##### AVAILABLE RECORDS
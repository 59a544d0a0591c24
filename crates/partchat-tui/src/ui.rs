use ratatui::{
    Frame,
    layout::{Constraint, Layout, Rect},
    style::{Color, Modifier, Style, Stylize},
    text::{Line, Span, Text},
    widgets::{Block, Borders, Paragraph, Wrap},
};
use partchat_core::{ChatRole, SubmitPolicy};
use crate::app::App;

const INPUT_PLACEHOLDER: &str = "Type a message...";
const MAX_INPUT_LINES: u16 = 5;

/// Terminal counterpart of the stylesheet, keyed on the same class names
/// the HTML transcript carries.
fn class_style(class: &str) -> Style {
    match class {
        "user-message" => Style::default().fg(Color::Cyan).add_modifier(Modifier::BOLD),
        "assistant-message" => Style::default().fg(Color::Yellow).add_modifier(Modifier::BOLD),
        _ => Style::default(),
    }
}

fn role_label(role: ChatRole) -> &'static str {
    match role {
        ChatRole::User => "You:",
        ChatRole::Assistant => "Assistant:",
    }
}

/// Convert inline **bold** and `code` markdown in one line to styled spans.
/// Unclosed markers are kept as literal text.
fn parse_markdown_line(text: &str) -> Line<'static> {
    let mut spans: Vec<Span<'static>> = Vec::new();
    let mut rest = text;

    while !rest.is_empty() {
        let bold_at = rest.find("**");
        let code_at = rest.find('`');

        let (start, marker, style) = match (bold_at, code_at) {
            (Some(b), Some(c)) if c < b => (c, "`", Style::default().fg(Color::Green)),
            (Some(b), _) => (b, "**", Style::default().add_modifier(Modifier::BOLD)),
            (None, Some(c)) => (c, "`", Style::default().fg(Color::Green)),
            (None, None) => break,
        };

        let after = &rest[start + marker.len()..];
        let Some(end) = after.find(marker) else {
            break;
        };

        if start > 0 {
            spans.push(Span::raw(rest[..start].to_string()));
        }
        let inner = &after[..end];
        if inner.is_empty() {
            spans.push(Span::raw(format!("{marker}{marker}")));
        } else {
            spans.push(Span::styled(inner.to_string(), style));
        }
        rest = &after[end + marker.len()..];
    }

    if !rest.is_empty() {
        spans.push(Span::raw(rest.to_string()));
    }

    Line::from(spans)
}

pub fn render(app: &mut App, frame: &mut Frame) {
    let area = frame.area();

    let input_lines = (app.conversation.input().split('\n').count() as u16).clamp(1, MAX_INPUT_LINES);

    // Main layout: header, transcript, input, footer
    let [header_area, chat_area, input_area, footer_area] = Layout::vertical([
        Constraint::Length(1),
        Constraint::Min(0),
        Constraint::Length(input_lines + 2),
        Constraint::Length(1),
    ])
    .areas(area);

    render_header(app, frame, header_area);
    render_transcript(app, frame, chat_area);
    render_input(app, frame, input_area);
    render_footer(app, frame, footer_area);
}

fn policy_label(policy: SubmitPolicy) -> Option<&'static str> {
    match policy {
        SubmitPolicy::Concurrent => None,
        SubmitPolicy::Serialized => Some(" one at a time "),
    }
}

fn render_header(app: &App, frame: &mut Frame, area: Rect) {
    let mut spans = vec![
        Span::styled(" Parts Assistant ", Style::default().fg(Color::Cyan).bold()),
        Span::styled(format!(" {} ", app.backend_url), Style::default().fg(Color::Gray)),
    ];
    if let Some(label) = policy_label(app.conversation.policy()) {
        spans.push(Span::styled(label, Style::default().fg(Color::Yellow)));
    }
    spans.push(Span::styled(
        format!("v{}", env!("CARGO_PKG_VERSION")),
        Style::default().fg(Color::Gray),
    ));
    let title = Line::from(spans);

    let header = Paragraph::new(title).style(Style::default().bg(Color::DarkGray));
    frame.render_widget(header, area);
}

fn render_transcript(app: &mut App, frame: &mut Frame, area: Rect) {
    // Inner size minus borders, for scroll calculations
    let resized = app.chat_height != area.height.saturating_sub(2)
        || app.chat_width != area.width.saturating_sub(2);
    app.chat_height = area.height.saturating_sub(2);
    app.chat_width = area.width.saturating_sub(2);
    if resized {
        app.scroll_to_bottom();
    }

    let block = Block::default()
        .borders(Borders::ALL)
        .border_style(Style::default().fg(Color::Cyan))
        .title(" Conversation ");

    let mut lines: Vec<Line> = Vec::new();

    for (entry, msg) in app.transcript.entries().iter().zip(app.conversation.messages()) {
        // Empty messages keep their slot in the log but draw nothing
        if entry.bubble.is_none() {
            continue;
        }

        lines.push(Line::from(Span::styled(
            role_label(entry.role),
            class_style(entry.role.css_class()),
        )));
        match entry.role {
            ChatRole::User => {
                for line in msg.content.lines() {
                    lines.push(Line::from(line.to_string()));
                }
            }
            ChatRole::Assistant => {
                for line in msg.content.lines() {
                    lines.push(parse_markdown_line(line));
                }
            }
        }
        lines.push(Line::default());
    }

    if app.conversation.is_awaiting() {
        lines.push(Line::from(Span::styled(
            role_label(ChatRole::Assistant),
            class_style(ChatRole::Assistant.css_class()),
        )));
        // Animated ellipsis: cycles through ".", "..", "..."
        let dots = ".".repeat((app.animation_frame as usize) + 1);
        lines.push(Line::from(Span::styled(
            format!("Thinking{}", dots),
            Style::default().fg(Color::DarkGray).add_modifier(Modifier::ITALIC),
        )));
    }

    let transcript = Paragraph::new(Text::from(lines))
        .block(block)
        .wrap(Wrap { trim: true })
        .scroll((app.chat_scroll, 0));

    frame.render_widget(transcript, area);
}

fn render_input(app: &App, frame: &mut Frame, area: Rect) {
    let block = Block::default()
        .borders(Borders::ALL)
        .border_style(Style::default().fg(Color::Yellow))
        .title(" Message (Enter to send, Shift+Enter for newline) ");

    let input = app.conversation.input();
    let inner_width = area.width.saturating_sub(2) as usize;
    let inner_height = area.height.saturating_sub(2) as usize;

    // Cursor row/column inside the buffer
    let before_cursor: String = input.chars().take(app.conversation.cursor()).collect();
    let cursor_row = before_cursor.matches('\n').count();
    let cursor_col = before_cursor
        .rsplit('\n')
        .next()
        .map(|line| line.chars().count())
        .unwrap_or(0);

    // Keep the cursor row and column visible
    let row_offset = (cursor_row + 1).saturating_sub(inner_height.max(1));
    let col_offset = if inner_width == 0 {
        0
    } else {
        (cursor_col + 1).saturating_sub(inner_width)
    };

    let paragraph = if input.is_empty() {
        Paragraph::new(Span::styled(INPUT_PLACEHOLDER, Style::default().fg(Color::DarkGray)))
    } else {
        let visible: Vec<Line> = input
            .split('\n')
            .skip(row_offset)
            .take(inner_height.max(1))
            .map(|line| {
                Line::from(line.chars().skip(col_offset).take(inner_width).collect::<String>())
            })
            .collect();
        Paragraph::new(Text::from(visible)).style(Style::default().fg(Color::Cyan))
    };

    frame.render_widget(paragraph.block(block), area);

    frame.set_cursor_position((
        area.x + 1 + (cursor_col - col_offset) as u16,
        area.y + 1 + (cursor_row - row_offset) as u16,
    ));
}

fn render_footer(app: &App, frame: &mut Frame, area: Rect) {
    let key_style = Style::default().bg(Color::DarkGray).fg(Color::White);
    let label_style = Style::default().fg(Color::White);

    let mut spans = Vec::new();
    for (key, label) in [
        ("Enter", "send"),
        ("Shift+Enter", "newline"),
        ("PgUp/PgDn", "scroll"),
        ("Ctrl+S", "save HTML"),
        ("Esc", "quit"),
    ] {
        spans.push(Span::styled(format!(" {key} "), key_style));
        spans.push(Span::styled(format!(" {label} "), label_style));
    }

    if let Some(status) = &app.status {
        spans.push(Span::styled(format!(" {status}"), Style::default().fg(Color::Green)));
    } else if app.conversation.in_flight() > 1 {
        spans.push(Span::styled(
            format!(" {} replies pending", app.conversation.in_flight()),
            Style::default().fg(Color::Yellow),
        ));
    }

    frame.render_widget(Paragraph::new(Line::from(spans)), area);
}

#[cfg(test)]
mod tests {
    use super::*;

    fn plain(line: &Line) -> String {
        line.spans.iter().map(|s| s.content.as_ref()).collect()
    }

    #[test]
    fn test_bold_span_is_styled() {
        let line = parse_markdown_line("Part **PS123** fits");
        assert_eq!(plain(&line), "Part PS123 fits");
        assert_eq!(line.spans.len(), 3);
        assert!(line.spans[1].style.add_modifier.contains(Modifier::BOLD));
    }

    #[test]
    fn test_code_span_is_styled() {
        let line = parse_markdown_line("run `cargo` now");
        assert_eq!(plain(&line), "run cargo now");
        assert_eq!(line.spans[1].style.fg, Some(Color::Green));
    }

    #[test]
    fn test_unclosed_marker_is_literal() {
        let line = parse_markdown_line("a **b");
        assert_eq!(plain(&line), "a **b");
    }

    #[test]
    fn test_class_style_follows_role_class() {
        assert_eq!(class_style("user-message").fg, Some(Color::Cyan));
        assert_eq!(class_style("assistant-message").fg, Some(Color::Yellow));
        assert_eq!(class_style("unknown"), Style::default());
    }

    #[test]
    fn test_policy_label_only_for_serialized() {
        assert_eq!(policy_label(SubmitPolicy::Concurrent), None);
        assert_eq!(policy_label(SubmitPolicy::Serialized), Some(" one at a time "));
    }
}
##########
##### AVAILABLE RECORDS
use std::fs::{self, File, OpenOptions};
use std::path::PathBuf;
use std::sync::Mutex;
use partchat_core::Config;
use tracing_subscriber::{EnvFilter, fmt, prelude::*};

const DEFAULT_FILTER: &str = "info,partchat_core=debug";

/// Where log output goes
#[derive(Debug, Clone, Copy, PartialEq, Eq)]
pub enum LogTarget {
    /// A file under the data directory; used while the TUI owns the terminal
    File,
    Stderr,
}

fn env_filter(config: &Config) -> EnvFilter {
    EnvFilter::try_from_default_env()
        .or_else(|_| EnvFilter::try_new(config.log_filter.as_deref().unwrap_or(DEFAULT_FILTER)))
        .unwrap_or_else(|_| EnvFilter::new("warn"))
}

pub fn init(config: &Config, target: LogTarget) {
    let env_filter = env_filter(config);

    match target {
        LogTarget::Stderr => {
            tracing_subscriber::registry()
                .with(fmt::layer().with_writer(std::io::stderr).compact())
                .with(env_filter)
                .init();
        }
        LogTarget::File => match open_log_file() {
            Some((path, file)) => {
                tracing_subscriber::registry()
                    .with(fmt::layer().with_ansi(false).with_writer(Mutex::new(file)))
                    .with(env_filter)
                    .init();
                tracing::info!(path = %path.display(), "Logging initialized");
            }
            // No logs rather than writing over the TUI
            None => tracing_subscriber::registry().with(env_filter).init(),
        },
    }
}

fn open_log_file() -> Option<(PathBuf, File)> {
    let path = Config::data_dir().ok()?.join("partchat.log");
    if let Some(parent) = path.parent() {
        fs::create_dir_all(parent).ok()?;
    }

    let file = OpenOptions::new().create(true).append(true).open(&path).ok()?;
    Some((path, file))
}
##########
WHAT IS NEEDED ▸
From the entries, copy every line in which the string "skip" can be found.

RESPONSE ▸
            .skip(row_offset)
                Line::from(line.chars().skip(col_offset).take(inner_width).collect::<String>())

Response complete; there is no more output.